[0001] Die vorliegende Erfindung betrifft Schmierstoffe auf Wasserbasis. Insbesondere betrifft
die Erfindung die Verwendung der Schmierstoffe auf Wasserbasis für die Schmierung
von Reibungspartnern in Antriebselementen, sowie deren Verwendung.
[0002] Die Entwicklung von neuen Schmierstoffen muß mit der allgemeinen Weiterentwicklung
der Technik einhergehen, die neue und höhere Anforderungen an die Schmierstoffzusammensetzungen
stellt. Dies insbesondere auch im Hinblick auf den Umweltschutz und den Ausstoß von
Kohlendioxid. Diesen Anforderungen sind die bekannten Schmierstoffe auf der Basis
von Mineralöl oder Syntheseöl nicht mehr gewachsen.
[0003] Anwendung finden Schmiermittel insbesondere in Antriebselementen, wie z.B. Ketten,
Getrieben, Wälz- und Gleitlagern oder Dichtungen an rotierenden Wellen. Diese Schmierstoffe
basieren auf Mineralöl oder synthetischen Kohlenwasserstoffen. Insbesondere in Wälz-
und Gleitlagern sorgen die Schmiermittel dafür, daß zwischen den aufeinander gleitenden
oder abrollenden Teilen ein trennender, lastübertragender Schmierfilm aufgebaut wird.

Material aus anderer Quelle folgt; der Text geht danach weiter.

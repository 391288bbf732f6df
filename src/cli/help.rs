use crate::cli::io;
use crate::cli::output::section as output_section;
use crate::cli::registry::{CommandEntry, CommandRegistry};

pub fn print_overview(registry: &CommandRegistry) {
    output_section("Available commands");
    for entry in registry.list() {
        io::print_info(format!("{:<14} {}", entry.name, entry.description));
    }
    io::print_hint("Use `help <command>` for details.");
}

pub fn print_command(entry: &CommandEntry) {
    output_section(format!("Help: {}", entry.name));
    io::print_info(format!("Description: {}", entry.description));
    io::print_info(format!("Usage: {}", entry.usage));
}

Damit wird erreicht, daß die metallischen Oberflächen sich nicht berühren und somit
auch kein Verschleiß auftritt. Die Schmiermittel müssen deshalb hohen Anforderungen
genügen im Hinblick auf:
- Kühlung der Reibstelle,
- extreme Betriebsbedingungen, wie sehr hohe und sehr niedrige Drehzahlen,
- hohe Temperaturen, die durch hohe Drehzahlen und Belastungen und damit einhergehender
Eigenerwärmung oder Fremderwärmung bedingt sind,
- sehr tiefe Temperaturen in kalter Umgebung ,
- besonderen Anforderungen des Anwenders an die Laufeigenschaften, z.B. geringe Reibung,
Geräuscharmut,
- extrem lange Laufzeiten ohne zwischenzeitliche Nachschmierung,
- biologische Abbaubarkeit.
[0004] Die
WO 2005/113640 A1 offenbart Formulierungen funktioneller Flüssigkeiten mit geringer pulmonaler Toxizität,
die Alkylenoxid-Copolymere mit niedrigem Ungesättigtheitsgrad enthalten. Insbesondere
betrifft dieses Dokument Wasser-Glykol-Hydraulikflüssigkeiten mit geringer Inhalationstoxizität,
die 30 bis 60% eines wasserlöslichen Polyglykols, 0 bis 40% Frostschutzmittel, wie
beispielsweise Ethylenglykol, 20 bis 45% Wasser, 0 bis 15% Verdickungsmittel, 0 bis
5% Korrosionsadditive, 0 bis 5% Entschäumer und Farbstoffe, sowie 0 bis 5% Fettsäureamide
enthalten.
[0005] Die
WO 97/15643 A1 betrifft eine wasserlösliche Schmiermittelzusammensetzung, die aus einer Mischung
aus Polyethylenglykol und einem Amin besteht, der weitere Additive zugegeben werden,
u.a. wahlweise werden Biozide zugegeben.
[0006] Die
US 2001/0095021 A1 die Verwendung von Polyalkylenglykol-Copolymeren, die als Basisöle für wasserlösliche
Schmiermittelzusammensetzungen verwendet werden. Diese Schmiermittel finden Anwendung
in offenen Systemen, die zur Bildung von Aerosolen neigen.
[0007] Aus der
WO 2007/098523 A2 ist ein betriebsbereites Getriebe, eine Betriebsflüssigkeit für ein solches Getriebe
und ein Verfahren zu dessen Erstinbetriebnahme bekannt. Die Betriebsflüssigkeit besteht
aus einer Mischung aus Wasser und einem aliphatischen Kohlenwasserstoff, in dem Graphitteilchen
als Festschmierstoff suspendiert sind. Dieser Festschmierstoff liegt in Form flockiger
Graphitteilchen vor, die eine Korngröße von weniger als 50 µm aufweisen. Weitere Bestandteile
dieses Schmier- und Kühlmittel sind Dispergieradditive, Entschäumer, Korrosionsinhibitoren.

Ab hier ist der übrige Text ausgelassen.